Work item:
Which lines in the records below contain the word "wanted"? Copy each of them.

*** Data for this task ***

//! Boundary and trajectory CSV files
//!
//! Boundary files carry one row per extracted point:
//! `lanelet_or_way_id,role,index,latitude,longitude,x,y,local_x,local_y`.
//! Trajectory files carry `x,y,z,x_quat,y_quat,z_quat,w_quat,speed`.
//!
//! Every writer goes through [`write_atomic`], so a failed run never leaves a
//! half-written file where a previous output used to be.

use crate::extract::{Role, RoleEntry};
use crate::projection::{equirectangular, GeoPoint, Projector};
use crate::trajectory::{headings, TrajectoryPoint};
use csv::{ReaderBuilder, StringRecord, Writer, WriterBuilder};
use raceline_common::{suggest_column, Error, Result};
use serde::{Deserialize, Serialize};
use std::fs::File;
use std::path::{Path, PathBuf};

pub const BOUNDARY_HEADER: [&str; 9] = [
    "lanelet_or_way_id",
    "role",
    "index",
    "latitude",
    "longitude",
    "x",
    "y",
    "local_x",
    "local_y",
];

pub const TRAJECTORY_HEADER: [&str; 8] = [
    "x", "y", "z", "x_quat", "y_quat", "z_quat", "w_quat", "speed",
];

fn temp_path_for(path: &Path) -> PathBuf {
    let name = path
        .file_name()
        .map(|n| n.to_string_lossy().into_owned())
        .unwrap_or_else(|| "output".to_string());
    path.with_file_name(format!(".{name}.tmp-{}", std::process::id()))
}

/// Write a CSV through a sibling temp file, renamed over `path` on success.
pub fn write_atomic<F>(path: &Path, write: F) -> Result<()>
where
    F: FnOnce(&mut Writer<File>) -> Result<()>,
{
    if let Some(dir) = path.parent().filter(|d| !d.as_os_str().is_empty()) {
        std::fs::create_dir_all(dir).map_err(|e| Error::file(dir, e))?;
    }
    let tmp = temp_path_for(path);

    let result = (|| {
        let file = File::create(&tmp).map_err(|e| Error::file(&tmp, e))?;
        // Headers are written explicitly by each caller
        let mut writer = WriterBuilder::new().has_headers(false).from_writer(file);
        write(&mut writer)?;
        writer.flush().map_err(|e| Error::file(&tmp, e))?;
        drop(writer);
        std::fs::rename(&tmp, path).map_err(|e| Error::file(path, e))
    })();

    if result.is_err() {
        let _ = std::fs::remove_file(&tmp);
    }
    result
}

/// Formatted boundary row; `x`/`y` come from `projector`.
pub fn boundary_record(role: Role, entry: &RoleEntry, projector: &Projector) -> [String; 9] {
    let p = &entry.point;
    let (x, y) = projector.project(p.lat, p.lon);
    let local = |v: Option<f64>| v.map(|v| format!("{v:.4}")).unwrap_or_default();
    [
        entry.source_id.clone(),
        role.as_str().to_string(),
        entry.index.to_string(),
        format!("{:.10}", p.lat),
        format!("{:.10}", p.lon),
        format!("{x:.4}"),
        format!("{y:.4}"),
        local(p.local_x),
        local(p.local_y),
    ]
}

/// Write boundary rows for several roles into one file. Returns the row count.
pub fn write_boundary_csv<'a, I>(path: &Path, rows: I, projector: &Projector) -> Result<usize>
where
    I: IntoIterator<Item = (Role, &'a [RoleEntry])>,
{
    let mut count = 0;
    write_atomic(path, |w| {
        w.write_record(BOUNDARY_HEADER)?;
        for (role, entries) in rows {
            for entry in entries {
                w.write_record(boundary_record(role, entry, projector))?;
                count += 1;
            }
        }
        Ok(())
    })?;
    Ok(count)
}

struct Header {
    names: Vec<String>,
}

impl Header {
    fn new(record: &StringRecord) -> Self {
        Self {
            names: record.iter().map(|h| h.trim().to_string()).collect(),
        }
    }

    fn position(&self, name: &str) -> Option<usize> {
        self.names.iter().position(|h| h == name)
    }

    fn has_all(&self, names: &[&str]) -> bool {
        names.iter().all(|n| self.position(n).is_some())
    }

    fn schema_error(&self, file: &Path, wanted: &[&str]) -> Error {
        let missing: Vec<String> = wanted
            .iter()
            .filter(|n| self.position(n).is_none())
            .map(|n| n.to_string())
            .collect();
        let suggestion = missing
            .iter()
            .find_map(|m| suggest_column(m, &self.names));
        Error::SchemaError {
            file: file.to_path_buf(),
            missing,
            found: self.names.clone(),
            suggestion,
        }
    }
}

fn read_table(path: &Path) -> Result<(Header, Vec<StringRecord>)> {
    let file = File::open(path).map_err(|e| Error::file(path, e))?;
    let mut reader = ReaderBuilder::new()
        .comment(Some(b'#'))
        .flexible(true)
        .from_reader(file);
    let header = Header::new(reader.headers()?);
    let records = reader.records().collect::<std::result::Result<Vec<_>, _>>()?;
    Ok((header, records))
}

fn cell(record: &StringRecord, col: usize) -> Option<&str> {
    record.get(col).map(str::trim).filter(|s| !s.is_empty())
}

fn parse_cell(path: &Path, row: usize, name: &str, text: &str) -> Result<f64> {
    text.parse::<f64>().map_err(|_| {
        Error::InvalidInput(format!(
            "{}: row {row}: invalid number '{text}' in column '{name}'",
            path.display()
        ))
    })
}

fn required(path: &Path, record: &StringRecord, row: usize, name: &str, col: usize) -> Result<f64> {
    let text = cell(record, col).ok_or_else(|| {
        Error::InvalidInput(format!(
            "{}: row {row}: empty value in column '{name}'",
            path.display()
        ))
    })?;
    parse_cell(path, row, name, text)
}

fn optional(path: &Path, record: &StringRecord, row: usize, name: &str, col: Option<usize>) -> Result<Option<f64>> {
    match col.and_then(|c| cell(record, c)) {
        Some(text) => parse_cell(path, row, name, text).map(Some),
        None => Ok(None),
    }
}

fn read_pair(path: &Path, header: &Header, records: &[StringRecord], a: &str, b: &str) -> Result<Vec<(f64, f64)>> {
    let (ca, cb) = match (header.position(a), header.position(b)) {
        (Some(ca), Some(cb)) => (ca, cb),
        _ => return Err(header.schema_error(path, &[a, b])),
    };
    records
        .iter()
        .enumerate()
        .map(|(i, r)| Ok((required(path, r, i + 1, a, ca)?, required(path, r, i + 1, b, cb)?)))
        .collect()
}

/// Read planar points from a boundary-style CSV.
///
/// Preference: `local_x,local_y` (when `prefer_local` and every row has
/// them), then `x,y`, then `latitude,longitude` projected equirectangularly
/// around the first row.
pub fn read_boundary_xy(path: &Path, prefer_local: bool) -> Result<Vec<(f64, f64)>> {
    let (header, records) = read_table(path)?;

    if prefer_local && header.has_all(&["local_x", "local_y"]) {
        let (cx, cy) = (header.position("local_x"), header.position("local_y"));
        let complete = records
            .iter()
            .all(|r| cx.and_then(|c| cell(r, c)).is_some() && cy.and_then(|c| cell(r, c)).is_some());
        if complete {
            return read_pair(path, &header, &records, "local_x", "local_y");
        }
    }

    if header.has_all(&["x", "y"]) {
        return read_pair(path, &header, &records, "x", "y");
    }

    if header.has_all(&["latitude", "longitude"]) {
        let latlon = read_pair(path, &header, &records, "latitude", "longitude")?;
        let Some(&(lat0, lon0)) = latlon.first() else {
            return Ok(Vec::new());
        };
        let origin = GeoPoint::new(lat0, lon0);
        return Ok(latlon
            .into_iter()
            .map(|(lat, lon)| equirectangular(lat, lon, origin))
            .collect());
    }

    Err(header.schema_error(path, &["x", "y"]))
}

#[derive(Debug, Serialize, Deserialize)]
struct TrajectoryRecord {
    x: f64,
    y: f64,
    z: f64,
    x_quat: f64,
    y_quat: f64,
    z_quat: f64,
    w_quat: f64,
    speed: f64,
}

impl From<&TrajectoryPoint> for TrajectoryRecord {
    fn from(p: &TrajectoryPoint) -> Self {
        Self {
            x: p.x,
            y: p.y,
            z: p.z,
            x_quat: p.x_quat,
            y_quat: p.y_quat,
            z_quat: p.z_quat,
            w_quat: p.w_quat,
            speed: p.speed,
        }
    }
}

pub fn write_trajectory(path: &Path, points: &[TrajectoryPoint]) -> Result<()> {
    write_atomic(path, |w| {
        w.write_record(TRAJECTORY_HEADER)?;
        for p in points {
            w.serialize(TrajectoryRecord::from(p))?;
        }
        Ok(())
    })
}

/// Read a trajectory CSV.
///
/// Only `x` and `y` are required. A missing `z` or `speed` reads as 0; when
/// any quaternion column is missing the orientation is rebuilt from the path
/// heading.
pub fn read_trajectory(path: &Path) -> Result<Vec<TrajectoryPoint>> {
    let (header, records) = read_table(path)?;
    if !header.has_all(&["x", "y"]) {
        return Err(header.schema_error(path, &["x", "y"]));
    }
    let col = |name: &str| header.position(name);
    let quat_cols = ["x_quat", "y_quat", "z_quat", "w_quat"];
    let has_quat = header.has_all(&quat_cols);

    let mut points = Vec::with_capacity(records.len());
    for (i, r) in records.iter().enumerate() {
        let row = i + 1;
        let opt = |name: &str| optional(path, r, row, name, col(name));
        let x = required(path, r, row, "x", col("x").unwrap_or_default())?;
        let y = required(path, r, row, "y", col("y").unwrap_or_default())?;
        let z = opt("z")?.unwrap_or(0.0);
        let speed = opt("speed")?.unwrap_or(0.0);
        let mut point = TrajectoryPoint::new(x, y, z, 0.0, speed);
        if has_quat {
            point.x_quat = opt("x_quat")?.unwrap_or(0.0);
            point.y_quat = opt("y_quat")?.unwrap_or(0.0);
            point.z_quat = opt("z_quat")?.unwrap_or(0.0);
            point.w_quat = opt("w_quat")?.unwrap_or(1.0);
        }
        points.push(point);
    }

    if !has_quat && points.len() >= 2 {
        let xy: Vec<_> = points.iter().map(TrajectoryPoint::xy).collect();
        for (p, yaw) in points.iter_mut().zip(headings(&xy)?) {
            *p = TrajectoryPoint::new(p.x, p.y, p.z, yaw, p.speed);
        }
    }

    Ok(points)
}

*** End of Data for this task ***

Written solution:
    fn schema_error(&self, file: &Path, wanted: &[&str]) -> Error {
        let missing: Vec<String> = wanted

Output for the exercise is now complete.